*** Opening SOURCE MATERIAL ***

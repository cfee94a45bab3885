use std::sync::Arc;

use async_trait::async_trait;

use crate::domain::catalog::errors::CatalogError;
use crate::domain::catalog::model::SharedItem;
use crate::domain::catalog::repository::CatalogRepository;
use crate::domain::catalog::use_cases::search_shared_items::{
    SearchSharedItemsParams, SearchSharedItemsUseCase,
};
use crate::domain::logger::Logger;

pub struct SearchSharedItemsUseCaseImpl {
    pub repository: Arc<dyn CatalogRepository>,
    pub logger: Arc<dyn Logger>,
}

#[async_trait]
impl SearchSharedItemsUseCase for SearchSharedItemsUseCaseImpl {
    async fn execute(
        &self,
        params: SearchSharedItemsParams,
    ) -> Result<Vec<SharedItem>, CatalogError> {
        self.logger
            .debug(&format!("Searching shared items: {}", params.term));
        let items = self.repository.search_shared_items(&params.term).await?;
        Ok(items)
    }
}
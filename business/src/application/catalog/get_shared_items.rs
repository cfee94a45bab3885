use std::sync::Arc;

use async_trait::async_trait;

use crate::domain::catalog::errors::CatalogError;
use crate::domain::catalog::model::SharedItem;
use crate::domain::catalog::repository::CatalogRepository;
use crate::domain::catalog::use_cases::get_shared_items::{
    GetSharedItemsParams, GetSharedItemsUseCase,
};
use crate::domain::logger::Logger;

pub struct GetSharedItemsUseCaseImpl {
    pub repository: Arc<dyn CatalogRepository>,
    pub logger: Arc<dyn Logger>,
}

#[async_trait]
impl GetSharedItemsUseCase for GetSharedItemsUseCaseImpl {
    async fn execute(&self, params: GetSharedItemsParams) -> Result<Vec<SharedItem>, CatalogError> {
        self.logger.debug("Fetching shared items");
        let items = self.repository.get_shared_items(params.category_id).await?;
        Ok(items)
    }
}
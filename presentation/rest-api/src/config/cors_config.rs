use poem::middleware::Cors;
use std::env;

/// Initialize CORS middleware for cross-origin requests
///
/// Environment variables:
/// - CORS_ALLOWED_ORIGINS: Comma-separated list of allowed origins
///   (default: "http://localhost:5173,http://localhost:3000")
///
/// Configuration:
/// - Methods: GET, POST, PUT, DELETE, PATCH, OPTIONS
/// - Headers: content-type, authorization
/// - Credentials: Enabled
///
pub fn init_cors() -> Cors {
    let allowed_origins = env::var("CORS_ALLOWED_ORIGINS")
        .unwrap_or_else(|_| "http://localhost:5173,http://localhost:3000".to_string());

    let origins: Vec<&str> = allowed_origins.split(',').collect();

    Cors::new()
        .allow_origins(origins)
        .allow_methods(vec!["GET", "POST", "PUT", "DELETE", "PATCH", "OPTIONS"])
        .allow_headers(vec!["content-type", "authorization"])
        .allow_credentials(true)
}
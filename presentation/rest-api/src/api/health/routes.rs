use chrono::Utc;
use poem_openapi::{Object, OpenApi, payload::Json};
use serde::{Deserialize, Serialize};

use crate::api::tags::ApiTags;

/// Health check response
#[derive(Debug, Clone, Serialize, Deserialize, Object)]
pub struct HealthCheckResponse {
    /// Service status
    pub status: String,
    /// Current server timestamp
    pub timestamp: String,
    /// Service version
    pub version: String,
}

/// Health API for monitoring and infrastructure checks
pub struct Api;

impl Api {
    pub fn new() -> Self {
        Self
    }
}

#[OpenApi]
impl Api {
    /// Health check endpoint
    ///
    /// Returns the current status of the service. Public, no identity
    /// resolution involved.
    #[oai(path = "/health", method = "get", tag = "ApiTags::Health")]
    async fn health_check(&self) -> Json<HealthCheckResponse> {
        Json(HealthCheckResponse {
            status: "healthy".to_string(),
            timestamp: Utc::now().to_rfc3339(),
            version: env!("CARGO_PKG_VERSION").to_string(),
        })
    }
}
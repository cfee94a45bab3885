use chrono::{DateTime, Utc};
use poem_openapi::Object;

use business::domain::item::model::Item;

#[derive(Debug, Clone, Object)]
pub struct CreateItemRequest {
    /// Target list identifier
    pub list_id: i64,
    /// Item name (cannot be empty)
    pub name: String,
    /// Optional category from the shared catalog
    #[oai(skip_serializing_if_is_none)]
    pub category_id: Option<i64>,
    /// Initial checked state (defaults to unchecked)
    #[oai(skip_serializing_if_is_none)]
    pub is_checked: Option<bool>,
}

#[derive(Debug, Clone, Object)]
pub struct ItemResponse {
    /// Item unique identifier
    pub id: i64,
    /// Owning list identifier
    pub list_id: i64,
    /// Item name
    pub name: String,
    /// Category identifier
    #[oai(skip_serializing_if_is_none)]
    pub category_id: Option<i64>,
    /// Whether the item has been checked off
    pub is_checked: bool,
    /// User who added the item
    pub created_by: i64,
    /// Creation timestamp
    pub created_at: DateTime<Utc>,
    /// Last update timestamp
    pub updated_at: DateTime<Utc>,
}

impl From<Item> for ItemResponse {
    fn from(item: Item) -> Self {
        Self {
            id: item.id,
            list_id: item.list_id,
            name: item.name,
            category_id: item.category_id,
            is_checked: item.is_checked,
            created_by: item.created_by.value(),
            created_at: item.created_at,
            updated_at: item.updated_at,
        }
    }
}
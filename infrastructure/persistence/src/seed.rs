use chrono::Utc;
use sqlx::SqlitePool;
use tracing::info;

use crate::db::DatabaseError;

/// Fixed user owning seeded data; also the fallback identity while real
/// authentication is still pending.
pub const SYSTEM_USER_ID: i64 = 1;
const SYSTEM_USER_EMAIL: &str = "system@grocery.local";
const SYSTEM_USER_NAME: &str = "System";

pub const DEFAULT_CATEGORIES: &[&str] = &[
    "Produce",
    "Dairy",
    "Meat",
    "Pantry",
    "Frozen",
    "Beverages",
    "Household",
    "Other",
];

/// Starter catalog for search/autocomplete, keyed by category name.
const CATALOG_ITEMS: &[(&str, &[&str])] = &[
    (
        "Produce",
        &[
            "Apples", "Bananas", "Carrots", "Lettuce", "Onions", "Potatoes", "Tomatoes",
        ],
    ),
    ("Dairy", &["Butter", "Cheese", "Eggs", "Milk", "Yogurt"]),
    ("Meat", &["Bacon", "Chicken Breast", "Ground Beef", "Salmon"]),
    (
        "Pantry",
        &["Bread", "Flour", "Olive Oil", "Pasta", "Rice", "Sugar"],
    ),
    ("Frozen", &["Frozen Peas", "Frozen Pizza", "Ice Cream"]),
    (
        "Beverages",
        &["Coffee", "Orange Juice", "Sparkling Water", "Tea"],
    ),
    (
        "Household",
        &["Dish Soap", "Laundry Detergent", "Paper Towels", "Trash Bags"],
    ),
    ("Other", &["Batteries", "Light Bulbs"]),
];

/// Seeds reference data: default categories, the system user and the shared
/// item catalog. Every insert is keyed on a unique column and skipped when
/// the row already exists, so repeated runs leave row counts unchanged.
/// The whole pass runs in one transaction; a failure rolls back and leaves
/// no partial rows behind.
pub async fn seed_defaults(pool: &SqlitePool) -> Result<(), DatabaseError> {
    let mut tx = pool.begin().await.map_err(|_| DatabaseError::SeedError)?;
    let now = Utc::now();

    for name in DEFAULT_CATEGORIES {
        sqlx::query("INSERT OR IGNORE INTO categories (name) VALUES (?1)")
            .bind(name)
            .execute(&mut *tx)
            .await
            .map_err(|_| DatabaseError::SeedError)?;
    }

    sqlx::query(
        "INSERT OR IGNORE INTO users (id, email, name, created_at, updated_at)
         VALUES (?1, ?2, ?3, ?4, ?4)",
    )
    .bind(SYSTEM_USER_ID)
    .bind(SYSTEM_USER_EMAIL)
    .bind(SYSTEM_USER_NAME)
    .bind(now)
    .execute(&mut *tx)
    .await
    .map_err(|_| DatabaseError::SeedError)?;

    // The process must not serve requests without the system user in place.
    let verified: Option<i64> = sqlx::query_scalar("SELECT id FROM users WHERE id = ?1")
        .bind(SYSTEM_USER_ID)
        .fetch_optional(&mut *tx)
        .await
        .map_err(|_| DatabaseError::SeedError)?;
    if verified.is_none() {
        return Err(DatabaseError::SeedError);
    }

    for (category, items) in CATALOG_ITEMS {
        sqlx::query("INSERT OR IGNORE INTO categories (name) VALUES (?1)")
            .bind(category)
            .execute(&mut *tx)
            .await
            .map_err(|_| DatabaseError::SeedError)?;

        let category_id: i64 = sqlx::query_scalar("SELECT id FROM categories WHERE name = ?1")
            .bind(category)
            .fetch_one(&mut *tx)
            .await
            .map_err(|_| DatabaseError::SeedError)?;

        for item in *items {
            sqlx::query(
                "INSERT OR IGNORE INTO shared_items (name, category_id, created_by, created_at)
                 VALUES (?1, ?2, ?3, ?4)",
            )
            .bind(item)
            .bind(category_id)
            .bind(SYSTEM_USER_ID)
            .bind(now)
            .execute(&mut *tx)
            .await
            .map_err(|_| DatabaseError::SeedError)?;
        }
    }

    tx.commit().await.map_err(|_| DatabaseError::SeedError)?;
    info!(target: "grocery_api", "database seeded");
    Ok(())
}
use chrono::{DateTime, Utc};
use sqlx::FromRow;

use business::domain::catalog::model::{Category, SharedItem};
use business::domain::shared::value_objects::UserId;

#[derive(Debug, FromRow)]
pub struct CategoryEntity {
    pub id: i64,
    pub name: String,
}

impl CategoryEntity {
    pub fn into_domain(self) -> Category {
        Category {
            id: self.id,
            name: self.name,
        }
    }
}

#[derive(Debug, FromRow)]
pub struct SharedItemEntity {
    pub id: i64,
    pub name: String,
    pub category_id: Option<i64>,
    pub category_name: Option<String>,
    pub created_by: Option<i64>,
    pub created_at: DateTime<Utc>,
}

impl SharedItemEntity {
    pub fn into_domain(self) -> SharedItem {
        SharedItem {
            id: self.id,
            name: self.name,
            category_id: self.category_id,
            category_name: self.category_name,
            created_by: self.created_by.map(UserId::new),
            created_at: self.created_at,
        }
    }
}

*** Closing SOURCE MATERIAL ***

PROBLEM — A single number is required: the count of lines in the entries that include the word "SearchSharedItemsParams".

EXERCISE SOLUTION — 2